Assigned task: Among the lines below, how many carry the string "StepContext"? Reply with a number and nothing else.

Recorded information:
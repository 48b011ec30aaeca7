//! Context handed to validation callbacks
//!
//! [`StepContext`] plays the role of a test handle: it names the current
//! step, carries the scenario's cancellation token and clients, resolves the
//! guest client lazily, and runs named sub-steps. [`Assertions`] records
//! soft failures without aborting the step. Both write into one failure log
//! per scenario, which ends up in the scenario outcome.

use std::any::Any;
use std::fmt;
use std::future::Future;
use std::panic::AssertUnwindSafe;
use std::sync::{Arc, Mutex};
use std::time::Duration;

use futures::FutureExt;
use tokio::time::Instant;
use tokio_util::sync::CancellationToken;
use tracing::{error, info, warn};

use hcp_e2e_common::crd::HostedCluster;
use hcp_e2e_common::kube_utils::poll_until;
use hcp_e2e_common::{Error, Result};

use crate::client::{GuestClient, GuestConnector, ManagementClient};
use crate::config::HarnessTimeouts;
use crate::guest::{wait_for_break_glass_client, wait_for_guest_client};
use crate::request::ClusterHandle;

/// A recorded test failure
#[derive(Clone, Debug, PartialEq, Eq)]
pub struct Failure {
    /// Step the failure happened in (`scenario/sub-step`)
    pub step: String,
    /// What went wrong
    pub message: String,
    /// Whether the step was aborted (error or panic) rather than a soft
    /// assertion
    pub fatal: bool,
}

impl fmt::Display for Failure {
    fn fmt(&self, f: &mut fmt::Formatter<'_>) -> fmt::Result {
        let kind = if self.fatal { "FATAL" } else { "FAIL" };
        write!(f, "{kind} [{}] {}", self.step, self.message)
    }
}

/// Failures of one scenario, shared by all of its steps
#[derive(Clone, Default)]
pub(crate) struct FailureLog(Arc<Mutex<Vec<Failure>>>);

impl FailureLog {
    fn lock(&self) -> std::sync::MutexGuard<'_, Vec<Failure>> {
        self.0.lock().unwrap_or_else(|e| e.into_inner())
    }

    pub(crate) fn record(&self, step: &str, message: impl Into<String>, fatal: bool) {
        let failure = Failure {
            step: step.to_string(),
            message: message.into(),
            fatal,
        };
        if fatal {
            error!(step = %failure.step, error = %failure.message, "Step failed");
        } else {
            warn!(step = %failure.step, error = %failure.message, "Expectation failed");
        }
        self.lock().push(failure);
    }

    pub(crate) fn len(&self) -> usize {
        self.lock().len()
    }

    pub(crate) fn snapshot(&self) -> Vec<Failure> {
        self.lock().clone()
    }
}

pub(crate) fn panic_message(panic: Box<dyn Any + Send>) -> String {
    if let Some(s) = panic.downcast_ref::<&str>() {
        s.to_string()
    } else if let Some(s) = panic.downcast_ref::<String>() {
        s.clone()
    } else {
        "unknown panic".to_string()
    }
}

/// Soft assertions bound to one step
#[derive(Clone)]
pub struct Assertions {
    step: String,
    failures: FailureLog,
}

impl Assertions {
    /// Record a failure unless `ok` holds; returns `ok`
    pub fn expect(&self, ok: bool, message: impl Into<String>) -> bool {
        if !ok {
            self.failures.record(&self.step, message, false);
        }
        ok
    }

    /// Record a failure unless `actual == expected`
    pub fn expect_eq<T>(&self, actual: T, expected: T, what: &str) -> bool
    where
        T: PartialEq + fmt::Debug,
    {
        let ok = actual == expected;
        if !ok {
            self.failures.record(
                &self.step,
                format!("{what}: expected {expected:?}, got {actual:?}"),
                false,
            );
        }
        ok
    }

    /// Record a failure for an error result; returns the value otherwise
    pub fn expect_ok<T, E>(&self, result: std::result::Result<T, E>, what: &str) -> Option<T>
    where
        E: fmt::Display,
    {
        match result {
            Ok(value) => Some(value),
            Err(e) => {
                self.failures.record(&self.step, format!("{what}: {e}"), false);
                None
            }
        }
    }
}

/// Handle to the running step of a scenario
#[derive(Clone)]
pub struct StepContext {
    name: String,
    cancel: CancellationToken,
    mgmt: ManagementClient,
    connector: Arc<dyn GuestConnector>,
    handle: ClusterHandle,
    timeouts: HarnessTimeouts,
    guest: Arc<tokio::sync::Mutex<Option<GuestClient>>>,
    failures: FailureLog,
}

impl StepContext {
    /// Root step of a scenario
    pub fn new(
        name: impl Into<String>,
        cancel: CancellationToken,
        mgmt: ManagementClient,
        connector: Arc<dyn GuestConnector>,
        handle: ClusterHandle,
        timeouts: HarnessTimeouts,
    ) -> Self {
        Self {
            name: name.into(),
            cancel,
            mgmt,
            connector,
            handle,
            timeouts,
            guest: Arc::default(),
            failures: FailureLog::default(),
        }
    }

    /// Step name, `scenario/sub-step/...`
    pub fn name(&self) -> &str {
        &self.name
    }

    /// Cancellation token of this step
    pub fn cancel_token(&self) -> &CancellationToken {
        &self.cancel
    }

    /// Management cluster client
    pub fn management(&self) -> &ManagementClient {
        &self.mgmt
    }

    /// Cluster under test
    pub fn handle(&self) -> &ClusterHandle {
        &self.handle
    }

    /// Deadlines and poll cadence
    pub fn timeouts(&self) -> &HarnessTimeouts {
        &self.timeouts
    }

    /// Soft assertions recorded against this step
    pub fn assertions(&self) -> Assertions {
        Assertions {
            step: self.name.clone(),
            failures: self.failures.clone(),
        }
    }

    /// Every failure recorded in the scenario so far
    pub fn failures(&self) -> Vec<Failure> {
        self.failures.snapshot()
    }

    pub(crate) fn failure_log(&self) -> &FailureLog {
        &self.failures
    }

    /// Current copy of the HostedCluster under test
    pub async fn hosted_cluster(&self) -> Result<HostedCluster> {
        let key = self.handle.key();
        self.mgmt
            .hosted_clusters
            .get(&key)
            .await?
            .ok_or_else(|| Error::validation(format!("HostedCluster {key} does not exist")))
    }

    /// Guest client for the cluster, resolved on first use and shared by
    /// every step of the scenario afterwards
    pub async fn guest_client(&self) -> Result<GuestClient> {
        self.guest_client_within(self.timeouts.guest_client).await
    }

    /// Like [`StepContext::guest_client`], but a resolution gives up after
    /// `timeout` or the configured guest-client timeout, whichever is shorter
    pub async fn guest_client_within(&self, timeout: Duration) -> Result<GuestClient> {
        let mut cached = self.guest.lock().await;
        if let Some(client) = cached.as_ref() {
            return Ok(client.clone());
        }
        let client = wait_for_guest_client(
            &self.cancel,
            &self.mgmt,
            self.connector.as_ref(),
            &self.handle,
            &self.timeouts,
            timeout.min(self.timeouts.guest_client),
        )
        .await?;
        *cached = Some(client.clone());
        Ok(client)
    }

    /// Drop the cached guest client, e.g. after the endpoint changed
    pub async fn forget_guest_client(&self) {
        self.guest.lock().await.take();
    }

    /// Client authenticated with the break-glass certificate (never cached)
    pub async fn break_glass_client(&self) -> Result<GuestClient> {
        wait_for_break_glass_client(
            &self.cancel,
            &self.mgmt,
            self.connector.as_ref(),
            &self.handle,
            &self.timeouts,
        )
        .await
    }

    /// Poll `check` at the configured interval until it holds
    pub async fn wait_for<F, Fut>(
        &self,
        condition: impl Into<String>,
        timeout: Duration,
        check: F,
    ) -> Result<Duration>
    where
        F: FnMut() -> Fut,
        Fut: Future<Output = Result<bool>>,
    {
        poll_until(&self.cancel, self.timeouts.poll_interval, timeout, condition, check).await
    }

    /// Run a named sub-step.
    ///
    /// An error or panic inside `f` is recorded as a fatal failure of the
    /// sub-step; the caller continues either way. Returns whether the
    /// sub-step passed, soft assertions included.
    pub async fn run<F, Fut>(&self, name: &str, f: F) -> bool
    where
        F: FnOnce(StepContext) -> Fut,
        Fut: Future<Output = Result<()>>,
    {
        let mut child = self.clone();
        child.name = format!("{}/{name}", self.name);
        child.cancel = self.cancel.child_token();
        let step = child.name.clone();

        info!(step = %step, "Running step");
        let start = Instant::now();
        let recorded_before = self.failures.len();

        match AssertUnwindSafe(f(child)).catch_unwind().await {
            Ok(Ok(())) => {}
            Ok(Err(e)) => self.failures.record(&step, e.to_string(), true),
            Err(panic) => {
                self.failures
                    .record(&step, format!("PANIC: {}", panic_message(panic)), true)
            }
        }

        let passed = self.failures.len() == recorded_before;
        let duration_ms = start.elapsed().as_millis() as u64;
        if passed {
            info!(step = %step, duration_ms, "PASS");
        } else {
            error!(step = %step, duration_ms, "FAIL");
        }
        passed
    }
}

Your response: 5